No longer true after C++ 20. When you leverage C++20 concepts in templates, type-checking happens in the template body more precisely and earlier than with unconstrained templates.

In the below, a C++ 20+ compliant compiler tries to verify that T satisfies HasBar<T> during template argument substitution, before trying to instantiate the body

    template<typename T> 
      requires HasBar<T>
    void foo(T t) {
      t.bar();
    }

The error messages when you use concepts are also more precise and helpfully informative - like Rust generics

As I said in the other comment, I'm not a C++ user, so I'm relying on cargo-culting and copy-paste. But I think gcc disagrees - otherwise this would not compile, as line 14 is provably invalid: https://godbolt.org/z/P8sWKbEGP

Or am I grossly holding this wrong?

  • You need to have something that uses those templates. In your godbolt example, add a struct S

        struct S {
          bool M() { return true; }
        };
    
    
        int main() {
          S s;
          foo(s); // this now will check foo<S>
        }
    

    Now you will get compile errors saying that the constraint is not satisfied and that there is no matching function for call to 'bar(S&)' at line 14.

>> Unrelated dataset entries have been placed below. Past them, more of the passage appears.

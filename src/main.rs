//! Gravity Well - N-body gravity visualizer
//!
//! Bodies orbit each other while a grid beneath them sags into the
//! potential wells they create. Pass a scenario id as the first argument
//! to pick a preset.

use bevy::prelude::*;
use bevy_egui::EguiPlugin;

use gravity_well::SimulationPlugin;
use gravity_well::camera::CameraPlugin;
use gravity_well::input::InputPlugin;
use gravity_well::render::RenderPlugin;
use gravity_well::scenarios::RequestedScenario;
use gravity_well::ui::UiPlugin;

fn main() {
    App::new()
        .add_plugins(DefaultPlugins.set(WindowPlugin {
            primary_window: Some(Window {
                title: "Gravity Well".into(),
                ..default()
            }),
            ..default()
        }))
        .add_plugins(EguiPlugin::default())
        // Resolved against the presets by ScenarioPlugin at startup
        .insert_resource(RequestedScenario(std::env::args().nth(1)))
        .add_plugins(SimulationPlugin)
        .add_plugins((CameraPlugin, InputPlugin, RenderPlugin, UiPlugin))
        .run();
}
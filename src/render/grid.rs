//! Grid rendering using Bevy Gizmos.
//!
//! Each row and each column of the height field is drawn as one line
//! strip, so the wells show up as sagging lines.

use bevy::prelude::*;

use crate::field::HeightField;

/// Settings for grid rendering.
#[derive(Resource)]
pub struct GridStyle {
    /// Whether to draw the grid.
    pub visible: bool,
    pub color: Color,
}

impl Default for GridStyle {
    fn default() -> Self {
        Self {
            visible: true,
            color: Color::srgba(0.35, 0.55, 0.9, 0.6),
        }
    }
}

/// Draw every grid row and column at its current heights.
pub fn draw_grid(mut gizmos: Gizmos, field: Res<HeightField>, style: Res<GridStyle>) {
    if !style.visible {
        return;
    }

    for z in 0..field.count() {
        gizmos.linestrip(field.row(z).map(|v| v.as_vec3()), style.color);
    }
    for x in 0..field.count() {
        gizmos.linestrip(field.column(x).map(|v| v.as_vec3()), style.color);
    }
}
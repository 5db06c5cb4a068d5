//! Center-of-mass frame correction.

use bevy::math::DVec3;

use crate::types::Body;

/// Shift `bodies` into their zero-momentum, origin-centered frame.
///
/// Subtracts the mass-weighted mean position from every position and the
/// mass-weighted mean velocity from every velocity. Does nothing for an
/// empty slice.
pub fn recenter(bodies: &mut [Body]) {
    let total_mass: f64 = bodies.iter().map(Body::mass).sum();
    if bodies.is_empty() || total_mass <= 0.0 {
        return;
    }

    let (weighted_pos, weighted_vel) = bodies.iter().fold(
        (DVec3::ZERO, DVec3::ZERO),
        |(p, v), b| (p + b.pos * b.mass(), v + b.vel * b.mass()),
    );
    let center_pos = weighted_pos / total_mass;
    let center_vel = weighted_vel / total_mass;

    for body in bodies.iter_mut() {
        body.pos -= center_pos;
        body.vel -= center_vel;
    }
}
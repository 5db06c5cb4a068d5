//! Property-based tests for the orbit integrator using proptest.
//!
//! These tests verify conservation and symmetry properties across random
//! body configurations.

use std::f64::consts::TAU;

use bevy::math::DVec3;
use proptest::prelude::*;

use super::{Integrator, PhysicsConfig, advance, recenter};
use crate::test_utils::{assertions, fixtures};
use crate::types::{Body, BodyKind};

fn arb_body() -> impl Strategy<Value = Body> {
    (
        0.1f64..100.0,
        (-50.0f64..50.0, -1.0f64..1.0, -50.0f64..50.0),
        (-5.0f64..5.0, -0.5f64..0.5, -5.0f64..5.0),
    )
        .prop_map(|(mass, (px, py, pz), (vx, vy, vz))| {
            fixtures::body(mass, DVec3::new(px, py, pz), DVec3::new(vx, vy, vz))
        })
}

proptest! {
    #![proptest_config(ProptestConfig::with_cases(64))]

    /// Stepping plus recentering leaves zero net momentum.
    #[test]
    fn prop_momentum_zero_after_recentering(
        bodies in prop::collection::vec(arb_body(), 1..8),
        steps in 1usize..50,
    ) {
        let mut bodies = bodies;
        let config = PhysicsConfig { gravitational_constant: 1.0, softening: 0.1, max_substep: 0.01 };
        let mut integrator = Integrator::new();

        for _ in 0..steps {
            integrator.step(&mut bodies, 0.01, config.gravitational_constant, config.softening);
            recenter(&mut bodies);
        }

        let momentum = assertions::total_momentum(&bodies);
        let scale = assertions::momentum_scale(&bodies);
        prop_assert!(
            momentum.length() <= 1e-9 * scale,
            "net momentum {:?} (scale {})", momentum, scale
        );
    }

    /// The pairwise pass alone conserves momentum (third law in
    /// acceleration space).
    #[test]
    fn prop_integrator_conserves_momentum(
        bodies in prop::collection::vec(arb_body(), 2..8),
    ) {
        let mut bodies = bodies;
        let initial = assertions::total_momentum(&bodies);
        let mut integrator = Integrator::new();
        for _ in 0..20 {
            integrator.step(&mut bodies, 0.01, 1.0, 0.1);
        }

        let drift = (assertions::total_momentum(&bodies) - initial).length();
        let scale = assertions::momentum_scale(&bodies);
        prop_assert!(drift <= 1e-9 * scale, "momentum drift {} (scale {})", drift, scale);
    }

    /// Mirrored equal-mass pairs stay mirrored.
    #[test]
    fn prop_mirror_symmetry(
        mass in 0.5f64..20.0,
        half_separation in 0.5f64..10.0,
        speed in 0.0f64..3.0,
    ) {
        let mut bodies = fixtures::mirrored_pair(mass, half_separation, speed);
        let config = PhysicsConfig { gravitational_constant: 1.0, softening: 0.05, max_substep: 0.005 };
        let mut integrator = Integrator::new();

        for _ in 0..200 {
            advance(&mut integrator, &mut bodies, 0.005, &config);
            let sum = bodies[0].pos + bodies[1].pos;
            let vel_sum = bodies[0].vel + bodies[1].vel;
            prop_assert!(sum.length() < 1e-9, "positions not mirrored: {:?}", sum);
            prop_assert!(vel_sum.length() < 1e-9, "velocities not mirrored: {:?}", vel_sum);
        }
    }

    /// Trajectories ignore whether a body is a primary or a secondary.
    #[test]
    fn prop_kind_does_not_affect_motion(
        bodies in prop::collection::vec((arb_body(), any::<bool>()), 1..6),
    ) {
        let tagged: Vec<Body> = bodies
            .into_iter()
            .map(|(mut body, primary)| {
                body.kind = if primary { BodyKind::Primary } else { BodyKind::Secondary };
                body
            })
            .collect();
        let mut swapped = tagged.clone();
        for body in &mut swapped {
            body.kind = match body.kind {
                BodyKind::Primary => BodyKind::Secondary,
                BodyKind::Secondary => BodyKind::Primary,
            };
        }
        let mut tagged = tagged;

        let config = PhysicsConfig::default();
        let mut integrator = Integrator::new();
        for _ in 0..30 {
            advance(&mut integrator, &mut tagged, 1.0 / 60.0, &config);
            advance(&mut integrator, &mut swapped, 1.0 / 60.0, &config);
        }

        for (a, b) in tagged.iter().zip(&swapped) {
            prop_assert_eq!(a.pos, b.pos);
            prop_assert_eq!(a.vel, b.vel);
            prop_assert_ne!(a.kind, b.kind);
        }
    }

    /// A lone body keeps its velocity and moves in a straight line.
    #[test]
    fn prop_single_body_coasts(
        body in arb_body(),
        dt in 0.0f64..1.0,
    ) {
        let mut bodies = vec![body.clone()];
        super::step(&mut bodies, dt, 1.0, 0.1);

        prop_assert_eq!(bodies[0].vel, body.vel);
        assertions::assert_vec_close(bodies[0].pos, body.pos + body.vel * dt, 1e-12);
    }
}

#[cfg(test)]
mod deterministic_tests {
    use super::*;

    #[test]
    fn test_circular_orbit_one_period() {
        let g = 1.0;
        let central_mass = 1000.0;
        let radius: f64 = 10.0;
        let mut bodies = fixtures::circular_pair(central_mass, 1e-3, radius, g);
        recenter(&mut bodies);
        let start = bodies[1].pos;

        let period = TAU * (radius.powi(3) / (g * (central_mass + 1e-3))).sqrt();
        let steps = 20_000;
        let dt = period / steps as f64;

        let mut integrator = Integrator::new();
        for _ in 0..steps {
            integrator.step(&mut bodies, dt, g, 1e-3);
            recenter(&mut bodies);
        }

        let miss = (bodies[1].pos - start).length();
        assert!(
            miss < 0.05,
            "orbiter should return near its start after one period, missed by {miss}"
        );
    }

    #[test]
    fn test_energy_bounded_over_one_period() {
        let g = 1.0;
        let softening = 1e-3;
        let mut bodies = fixtures::circular_pair(1000.0, 1e-3, 10.0, g);
        let initial = assertions::total_energy(&bodies, g, softening);

        // r³ = 1000 and G·M = 1000, so T = 2π
        let period = TAU;
        let steps = 10_000;
        let dt = period / steps as f64;
        let mut integrator = Integrator::new();
        for _ in 0..steps {
            integrator.step(&mut bodies, dt, g, softening);
            recenter(&mut bodies);
        }

        let drift = ((assertions::total_energy(&bodies, g, softening) - initial) / initial).abs();
        assert!(drift < 1e-3, "energy drift {drift} over one period");
    }

    #[test]
    fn test_substeps_match_manual_steps() {
        let config = PhysicsConfig { gravitational_constant: 2.0, softening: 0.2, max_substep: 0.01 };
        let mut stepped = fixtures::circular_pair(50.0, 1.0, 3.0, 2.0);
        let mut manual = stepped.clone();

        // 3.5 substeps round up to 4
        advance(&mut Integrator::new(), &mut stepped, 0.035, &config);

        let h = 0.035 / 4.0;
        let mut integrator = Integrator::new();
        for _ in 0..4 {
            integrator.step(&mut manual, h, 2.0, 0.2);
            recenter(&mut manual);
        }

        for (a, b) in stepped.iter().zip(&manual) {
            assertions::assert_vec_close(a.pos, b.pos, 1e-12);
            assertions::assert_vec_close(a.vel, b.vel, 1e-12);
        }
    }
}
//! Gravity Well - N-body gravity visualizer
//!
//! A library crate providing the simulation core (bodies, integrator,
//! frame stabilizer, deformable grid) and the Bevy plugins that drive it.

pub mod camera;
pub mod error;
pub mod field;
pub mod input;
pub mod physics;
pub mod registry;
pub mod render;
pub mod scenarios;
pub mod time;
pub mod types;
pub mod ui;


use bevy::prelude::*;

/// Everything needed to run the simulation without a window.
///
/// Rendering, camera, input and UI are added separately by the binary.
pub struct SimulationPlugin;

impl Plugin for SimulationPlugin {
    fn build(&self, app: &mut App) {
        app.add_plugins((
            scenarios::ScenarioPlugin,
            time::TimePlugin,
            physics::PhysicsPlugin,
            field::FieldPlugin,
        ));
    }
}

    • > You need to have something that uses those templates.

      Exactly. That is what I said:

      > because you need to know the actual type arguments used, regardless of what the constraints might say.

      It is because type-checking concept code is NP complete - it is trivial to check that a particular concrete type satisfies constraints, but you can not efficiently prove or disprove that all types which satisfy one constraint also satisfy another. Which you must do to type-check code like that (and give the user a helpful error message such as “this is fundamentally not satisfiable, your constraints are broken”).

      And it’s one of the shortcomings of C++ templates that Go was consciously trying to avoid. Go’s generics are intentionally limited so you can only express constraints for which you can efficiently do such proofs.

      I described the details a while back: https://blog.merovius.de/posts/2024-01-05_constraining_compl...

      4 replies →

    • Just to clarify why this is a problem: it’s possible for foo and bar to be defined in different libraries maintained by different people. Potentially several layers deep. And the author of the foo library tests their code and it compiles and all of their tests pass as and everything is great.

      But it turns out that’s because they only ever tested it with types for which there is no conflict (obviously the conflicts can be more subtle than my example). And now a user instantiates it with a type that does trigger the conflict. And they get an error message, for code in a library they neither maintain nor even (directly) import. And they are expected to find that code and figure out why it breaks with this type to fix their build.

      Or maybe someone changes one of the constraints deep down. In a way that seems backwards compatible to them. And they test everything and it all works fine. But then one of the users upgrades to a new version of the library which is considered compatible, but the build suddenly breaks.

      These kind of situations are unacceptable to the Go project. We want to ensure that they categorically can’t happen. If your library code compiles, then the constraints are correct, full stop. As long as you don’t change your external API it doesn’t matter what your dependencies do - if your library builds, so will your users.

      This doesn’t have to be important to you. But it is to the Go project and that seems valid too. And it explains a lot of the limitations we added.